Dataset entries:
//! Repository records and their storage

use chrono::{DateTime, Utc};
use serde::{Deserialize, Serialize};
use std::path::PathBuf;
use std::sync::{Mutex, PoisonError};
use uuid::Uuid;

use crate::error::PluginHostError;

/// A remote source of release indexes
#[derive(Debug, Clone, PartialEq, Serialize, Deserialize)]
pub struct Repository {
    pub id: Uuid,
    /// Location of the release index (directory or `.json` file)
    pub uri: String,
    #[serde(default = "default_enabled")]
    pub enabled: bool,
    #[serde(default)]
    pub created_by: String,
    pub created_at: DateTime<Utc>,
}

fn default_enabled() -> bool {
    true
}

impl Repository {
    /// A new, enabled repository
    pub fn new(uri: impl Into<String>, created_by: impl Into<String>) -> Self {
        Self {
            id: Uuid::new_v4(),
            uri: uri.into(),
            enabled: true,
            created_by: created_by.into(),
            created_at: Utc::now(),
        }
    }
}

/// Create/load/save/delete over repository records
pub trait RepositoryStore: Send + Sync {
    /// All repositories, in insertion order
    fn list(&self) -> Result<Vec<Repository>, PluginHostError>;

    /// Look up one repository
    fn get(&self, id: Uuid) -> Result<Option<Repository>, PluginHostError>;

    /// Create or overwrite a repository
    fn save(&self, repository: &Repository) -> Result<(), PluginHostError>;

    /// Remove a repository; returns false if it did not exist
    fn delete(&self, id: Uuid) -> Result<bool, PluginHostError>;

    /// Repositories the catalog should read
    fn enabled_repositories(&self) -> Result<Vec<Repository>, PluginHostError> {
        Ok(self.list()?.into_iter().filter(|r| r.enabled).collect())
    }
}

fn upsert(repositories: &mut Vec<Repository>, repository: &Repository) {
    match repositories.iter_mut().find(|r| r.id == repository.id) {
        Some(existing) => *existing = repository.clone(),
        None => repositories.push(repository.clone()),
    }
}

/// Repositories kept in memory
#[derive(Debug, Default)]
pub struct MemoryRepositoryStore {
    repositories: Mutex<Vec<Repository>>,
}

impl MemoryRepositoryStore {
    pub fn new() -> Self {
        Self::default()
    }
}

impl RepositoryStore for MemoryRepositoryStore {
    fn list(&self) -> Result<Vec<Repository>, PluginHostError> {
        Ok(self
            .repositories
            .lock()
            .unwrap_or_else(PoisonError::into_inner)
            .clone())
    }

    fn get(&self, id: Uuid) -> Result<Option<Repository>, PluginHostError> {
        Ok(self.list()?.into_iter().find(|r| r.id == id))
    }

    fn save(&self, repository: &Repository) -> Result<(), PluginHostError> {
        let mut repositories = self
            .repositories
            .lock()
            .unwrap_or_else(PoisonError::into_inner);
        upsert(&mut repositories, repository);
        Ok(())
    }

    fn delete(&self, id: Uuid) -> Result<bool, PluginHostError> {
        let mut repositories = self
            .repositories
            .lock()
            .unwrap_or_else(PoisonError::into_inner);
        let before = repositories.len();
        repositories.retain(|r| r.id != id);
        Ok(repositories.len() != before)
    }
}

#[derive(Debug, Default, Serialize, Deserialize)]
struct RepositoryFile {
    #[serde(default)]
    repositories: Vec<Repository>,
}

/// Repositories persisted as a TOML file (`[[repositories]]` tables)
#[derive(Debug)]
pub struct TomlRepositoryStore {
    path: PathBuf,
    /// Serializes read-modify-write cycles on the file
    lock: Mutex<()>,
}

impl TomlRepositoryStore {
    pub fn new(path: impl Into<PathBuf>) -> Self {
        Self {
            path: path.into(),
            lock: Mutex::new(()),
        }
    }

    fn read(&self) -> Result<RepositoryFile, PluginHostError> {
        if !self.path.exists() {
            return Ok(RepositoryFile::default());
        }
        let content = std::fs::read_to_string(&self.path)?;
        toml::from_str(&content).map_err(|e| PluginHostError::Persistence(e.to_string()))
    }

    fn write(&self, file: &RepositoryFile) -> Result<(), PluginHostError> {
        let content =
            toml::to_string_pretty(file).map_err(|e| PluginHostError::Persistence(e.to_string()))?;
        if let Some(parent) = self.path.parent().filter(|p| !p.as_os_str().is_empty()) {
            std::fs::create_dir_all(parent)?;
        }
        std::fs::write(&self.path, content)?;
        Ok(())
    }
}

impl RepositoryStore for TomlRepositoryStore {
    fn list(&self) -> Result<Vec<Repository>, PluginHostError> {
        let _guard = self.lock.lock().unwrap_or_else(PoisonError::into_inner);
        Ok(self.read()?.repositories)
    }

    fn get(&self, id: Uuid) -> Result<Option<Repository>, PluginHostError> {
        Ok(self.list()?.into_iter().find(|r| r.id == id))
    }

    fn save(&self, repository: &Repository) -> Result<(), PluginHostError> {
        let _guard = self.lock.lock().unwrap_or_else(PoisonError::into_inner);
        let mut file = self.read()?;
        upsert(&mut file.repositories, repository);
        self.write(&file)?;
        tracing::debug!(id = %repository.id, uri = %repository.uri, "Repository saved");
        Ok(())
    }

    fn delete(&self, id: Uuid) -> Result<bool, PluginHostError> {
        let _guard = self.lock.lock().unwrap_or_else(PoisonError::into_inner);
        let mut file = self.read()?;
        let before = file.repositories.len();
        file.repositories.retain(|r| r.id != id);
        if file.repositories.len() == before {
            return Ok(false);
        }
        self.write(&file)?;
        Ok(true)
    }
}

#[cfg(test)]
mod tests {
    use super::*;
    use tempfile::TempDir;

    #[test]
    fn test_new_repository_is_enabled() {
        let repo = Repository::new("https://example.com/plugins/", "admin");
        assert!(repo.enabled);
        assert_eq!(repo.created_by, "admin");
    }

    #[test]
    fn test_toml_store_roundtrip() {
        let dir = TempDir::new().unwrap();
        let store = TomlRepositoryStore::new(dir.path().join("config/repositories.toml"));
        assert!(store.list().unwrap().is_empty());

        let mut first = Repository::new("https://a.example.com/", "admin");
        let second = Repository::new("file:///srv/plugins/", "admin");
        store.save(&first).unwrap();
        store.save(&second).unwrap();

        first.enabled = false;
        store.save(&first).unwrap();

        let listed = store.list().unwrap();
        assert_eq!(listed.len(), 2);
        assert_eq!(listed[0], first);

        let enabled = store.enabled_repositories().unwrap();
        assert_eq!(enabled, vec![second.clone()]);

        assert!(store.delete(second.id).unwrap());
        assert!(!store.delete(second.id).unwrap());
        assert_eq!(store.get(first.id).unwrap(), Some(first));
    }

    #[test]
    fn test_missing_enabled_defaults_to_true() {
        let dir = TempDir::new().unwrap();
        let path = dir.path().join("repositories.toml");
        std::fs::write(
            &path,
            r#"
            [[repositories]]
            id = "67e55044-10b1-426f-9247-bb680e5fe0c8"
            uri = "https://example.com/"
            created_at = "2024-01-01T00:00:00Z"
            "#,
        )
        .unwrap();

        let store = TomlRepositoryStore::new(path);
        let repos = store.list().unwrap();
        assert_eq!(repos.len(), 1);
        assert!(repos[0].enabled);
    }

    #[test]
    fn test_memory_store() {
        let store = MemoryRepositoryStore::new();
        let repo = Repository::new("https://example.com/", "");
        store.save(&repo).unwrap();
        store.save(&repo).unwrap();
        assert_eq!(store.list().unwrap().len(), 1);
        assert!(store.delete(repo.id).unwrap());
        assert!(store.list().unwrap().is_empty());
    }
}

* * *

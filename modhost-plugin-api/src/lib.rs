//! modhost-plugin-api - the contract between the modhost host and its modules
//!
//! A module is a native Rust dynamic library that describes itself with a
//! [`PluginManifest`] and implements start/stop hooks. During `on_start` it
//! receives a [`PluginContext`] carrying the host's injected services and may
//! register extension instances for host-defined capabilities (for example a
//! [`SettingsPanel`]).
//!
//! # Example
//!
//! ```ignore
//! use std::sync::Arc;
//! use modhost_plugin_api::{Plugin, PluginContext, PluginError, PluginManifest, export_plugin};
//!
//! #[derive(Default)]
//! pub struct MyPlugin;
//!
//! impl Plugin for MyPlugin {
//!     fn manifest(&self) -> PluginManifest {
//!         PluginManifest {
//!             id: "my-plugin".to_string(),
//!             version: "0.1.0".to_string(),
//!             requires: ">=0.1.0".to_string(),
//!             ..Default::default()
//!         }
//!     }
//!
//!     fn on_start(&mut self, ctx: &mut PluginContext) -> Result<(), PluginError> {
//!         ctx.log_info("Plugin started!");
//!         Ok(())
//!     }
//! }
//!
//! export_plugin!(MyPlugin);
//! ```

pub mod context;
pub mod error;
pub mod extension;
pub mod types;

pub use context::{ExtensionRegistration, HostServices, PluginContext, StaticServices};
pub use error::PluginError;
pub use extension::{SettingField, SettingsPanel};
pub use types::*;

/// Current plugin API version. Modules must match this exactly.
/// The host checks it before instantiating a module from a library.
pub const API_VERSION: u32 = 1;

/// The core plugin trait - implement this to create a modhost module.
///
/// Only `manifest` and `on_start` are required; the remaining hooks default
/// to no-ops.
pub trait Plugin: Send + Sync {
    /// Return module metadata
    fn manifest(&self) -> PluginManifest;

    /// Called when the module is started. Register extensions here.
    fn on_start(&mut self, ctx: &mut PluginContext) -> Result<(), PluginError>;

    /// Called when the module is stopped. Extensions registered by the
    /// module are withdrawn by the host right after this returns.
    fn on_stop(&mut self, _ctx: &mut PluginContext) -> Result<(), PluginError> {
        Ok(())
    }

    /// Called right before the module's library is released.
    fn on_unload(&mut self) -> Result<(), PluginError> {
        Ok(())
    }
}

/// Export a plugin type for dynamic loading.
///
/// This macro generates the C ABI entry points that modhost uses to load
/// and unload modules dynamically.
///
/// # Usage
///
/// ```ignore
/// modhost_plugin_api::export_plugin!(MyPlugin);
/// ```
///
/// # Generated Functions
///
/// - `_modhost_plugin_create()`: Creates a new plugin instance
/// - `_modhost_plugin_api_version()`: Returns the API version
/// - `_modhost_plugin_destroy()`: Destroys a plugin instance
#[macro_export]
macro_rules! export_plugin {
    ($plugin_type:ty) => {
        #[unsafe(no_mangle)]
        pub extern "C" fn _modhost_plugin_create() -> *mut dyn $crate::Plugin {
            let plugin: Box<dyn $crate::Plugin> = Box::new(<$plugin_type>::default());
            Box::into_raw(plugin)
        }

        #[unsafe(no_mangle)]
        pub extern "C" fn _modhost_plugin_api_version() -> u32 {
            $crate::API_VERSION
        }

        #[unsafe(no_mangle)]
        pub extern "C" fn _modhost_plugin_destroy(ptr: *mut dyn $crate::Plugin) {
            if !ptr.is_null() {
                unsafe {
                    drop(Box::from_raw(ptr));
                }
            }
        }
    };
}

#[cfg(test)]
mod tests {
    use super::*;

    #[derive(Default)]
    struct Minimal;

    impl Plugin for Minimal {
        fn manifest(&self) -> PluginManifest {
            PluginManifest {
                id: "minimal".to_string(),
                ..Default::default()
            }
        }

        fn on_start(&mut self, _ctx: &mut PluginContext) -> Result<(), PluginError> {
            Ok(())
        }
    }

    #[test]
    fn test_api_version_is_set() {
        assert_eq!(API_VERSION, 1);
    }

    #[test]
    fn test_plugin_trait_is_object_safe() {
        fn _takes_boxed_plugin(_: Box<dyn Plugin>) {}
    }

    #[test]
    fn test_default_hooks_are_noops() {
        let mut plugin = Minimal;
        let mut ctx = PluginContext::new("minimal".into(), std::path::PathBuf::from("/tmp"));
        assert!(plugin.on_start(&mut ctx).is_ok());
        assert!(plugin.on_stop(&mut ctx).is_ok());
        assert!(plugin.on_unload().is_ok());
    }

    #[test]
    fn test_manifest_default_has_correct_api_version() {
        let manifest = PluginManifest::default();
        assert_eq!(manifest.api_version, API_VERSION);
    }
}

...

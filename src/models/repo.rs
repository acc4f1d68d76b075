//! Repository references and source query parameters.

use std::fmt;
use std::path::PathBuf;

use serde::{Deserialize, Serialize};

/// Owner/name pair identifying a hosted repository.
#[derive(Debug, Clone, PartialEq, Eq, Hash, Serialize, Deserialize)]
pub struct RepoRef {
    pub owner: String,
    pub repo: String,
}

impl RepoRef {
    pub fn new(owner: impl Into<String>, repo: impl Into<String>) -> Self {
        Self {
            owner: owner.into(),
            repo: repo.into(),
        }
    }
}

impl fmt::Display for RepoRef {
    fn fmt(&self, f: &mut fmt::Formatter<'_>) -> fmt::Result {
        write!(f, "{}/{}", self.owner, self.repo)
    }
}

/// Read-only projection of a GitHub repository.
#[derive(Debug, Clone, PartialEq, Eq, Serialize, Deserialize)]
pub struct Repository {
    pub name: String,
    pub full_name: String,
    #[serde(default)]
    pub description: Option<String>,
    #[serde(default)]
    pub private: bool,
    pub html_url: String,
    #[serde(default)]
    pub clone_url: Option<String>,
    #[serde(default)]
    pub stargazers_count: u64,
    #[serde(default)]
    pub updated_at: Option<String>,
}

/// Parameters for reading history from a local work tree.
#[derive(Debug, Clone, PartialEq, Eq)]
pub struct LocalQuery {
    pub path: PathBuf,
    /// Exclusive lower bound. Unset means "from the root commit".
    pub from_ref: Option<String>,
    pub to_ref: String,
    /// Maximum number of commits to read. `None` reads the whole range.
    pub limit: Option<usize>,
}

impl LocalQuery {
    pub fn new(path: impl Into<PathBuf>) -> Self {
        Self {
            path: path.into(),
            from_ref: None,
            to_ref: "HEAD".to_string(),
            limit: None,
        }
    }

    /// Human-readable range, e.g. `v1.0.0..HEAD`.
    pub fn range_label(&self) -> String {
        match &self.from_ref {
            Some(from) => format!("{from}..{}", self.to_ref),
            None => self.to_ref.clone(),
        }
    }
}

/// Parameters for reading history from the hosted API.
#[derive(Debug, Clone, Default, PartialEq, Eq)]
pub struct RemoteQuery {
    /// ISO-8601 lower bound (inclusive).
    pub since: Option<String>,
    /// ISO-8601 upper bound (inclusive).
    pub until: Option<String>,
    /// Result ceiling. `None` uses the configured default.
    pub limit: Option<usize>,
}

PROBLEM TO WORK ON –
Search the entries for the word "extern", then gather every line that has it.

RESPONSE –
        pub extern "C" fn _modhost_plugin_create() -> *mut dyn $crate::Plugin {
        pub extern "C" fn _modhost_plugin_api_version() -> u32 {
        pub extern "C" fn _modhost_plugin_destroy(ptr: *mut dyn $crate::Plugin) {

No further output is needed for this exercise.